Is it winter already?
Yesterday morning I looked out the dining room window and it was snowing. October 10 is a bit early to be donning your lacy white dress, Mother Nature.
It’s 9:22 a.m. and the temp is 28. Chilly start to Sunday indeed.
But all is well in Hawkeye land with their win over Michigan last night.
So how have you been? I’ve been doing pretty well for the shape I’m in: an overweight one-legged pirate who can’t pee standing up not because of the missing leg but because of the kidney failure.
Find myself getting frustrated with being in a wheelchair but obviously not enough to work with the prosthesis. Right now, it seems like an awful lot of trouble to try to get it clicked on and, with the recommendation to check for blisters after every short walk, it also seems like a lot of trouble to wear.
I’ve got to get the motivation back though because the prosthesis is the key to more freedom. Driving, for example. Getting in and out of cars, for example. Seeing things from an adult height, for example. Being able to close the door on a public handicapped toilet stall, for example. Getting more exercise, for example.
I keep telling myself all these things while I’m sitting in the wheelchair grousing to myself about how awkward it is. Some days it feels like the witch who lives in the chair just wants to do nothing but place an obstacle in the path of every action I want to take.
It’s a joke
I wore my “Dead Woman Walking” tee shirt the other day.
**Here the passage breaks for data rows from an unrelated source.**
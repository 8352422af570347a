use chrono::{DateTime, Duration, Timelike, Utc};

/// A one-minute slot, identified by the instant the minute starts.
///
/// An event belongs to the minute *after* its own truncated minute:
/// `18:11:08` lands in bucket `18:12:00`.
#[derive(Debug, Clone, Copy, PartialEq, Eq, PartialOrd, Ord, Hash)]
pub struct Bucket(DateTime<Utc>);

impl Bucket {
    pub fn of(ts: DateTime<Utc>) -> Self {
        Bucket(truncate_to_minute(ts) + Duration::minutes(1))
    }

    pub fn next(self) -> Self {
        Bucket(self.0 + Duration::minutes(1))
    }

    pub fn prev(self) -> Self {
        Bucket(self.0 - Duration::minutes(1))
    }

    pub fn start(&self) -> DateTime<Utc> {
        self.0
    }

    /// Whole minutes from `earlier` to `self`; negative when `self` is the earlier bucket.
    pub fn minutes_since(&self, earlier: Bucket) -> i64 {
        (self.0 - earlier.0).num_minutes()
    }
}

pub fn before_or_equal(a: Bucket, b: Bucket) -> bool {
    a <= b
}

fn truncate_to_minute(ts: DateTime<Utc>) -> DateTime<Utc> {
    ts - Duration::seconds(ts.second() as i64) - Duration::nanoseconds(ts.nanosecond() as i64)
}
It does seem to carry a doubly ironic message these days. It seems to have upset a couple of the little old ladies here who are in denial for me. They can’t quite grasp the reality of the shirt and see none of the intended humor in it at all.
One, a 95-year-old, stopped at my breakfast table and said, “you’re such a pretty woman, why would you want to wear a shirt like that?” Ummm, because it’s the truth and it makes me smile, wry though the smile may be. She didn’t understand.
Internal (as in medical) update
Not much to update here. I have occasional gastric discomfort accompanied by excessive (and embarrassing) flatulence. I’ve managed to control the loose stools with a daily dose of Immodium. I visit a gastroenterologist November 10 and I’m sure he’s going to tell me that’s a bad thing. Hope he’ll have some suggestions on how to control both the flatulence and the stools.
Aren’t you happy you read that paragraph?
It’s still a daily battle trying to control the sugars, the potassium, the phosphorus, etc.
Internal (as in mental) update
I’ve been keeping busy preparing items for a bazaar we’re having here at Brook View Dec. 5. I’ve been knitting neck cosies, hats, mittens, dish cloths and, believe it or not, a nativity scene including the wise men, shepherds, sheep and a donkey.
I’ve also been crafting some beaded ornaments — angels, Christmas spiders, Christmas trees — with more to come and painting bisque and plasterware ornaments. I hope to have some pictures to share soon.
The bazaar will benefit our activity fund and perhaps a charity or two.
In the spiritual realm, I’ve kind of settled on a comfortable relationship. Every night before sleep I have a little discussion with Great Spirit ( my mind balks at a gender-specific creator).
I thank spirit for another day that I wouldn’t have had if it weren’t for dialysis. Some days it’s difficult to do, but I try to remember whether the day was good or bad, it was another day. I ask Spirit to cup my friends and other loved ones to heart and to help them deal with troubles. I ask the same for me and that the next day will be productive and have some laughter and happiness in it.
And what did you do on your summer vacation?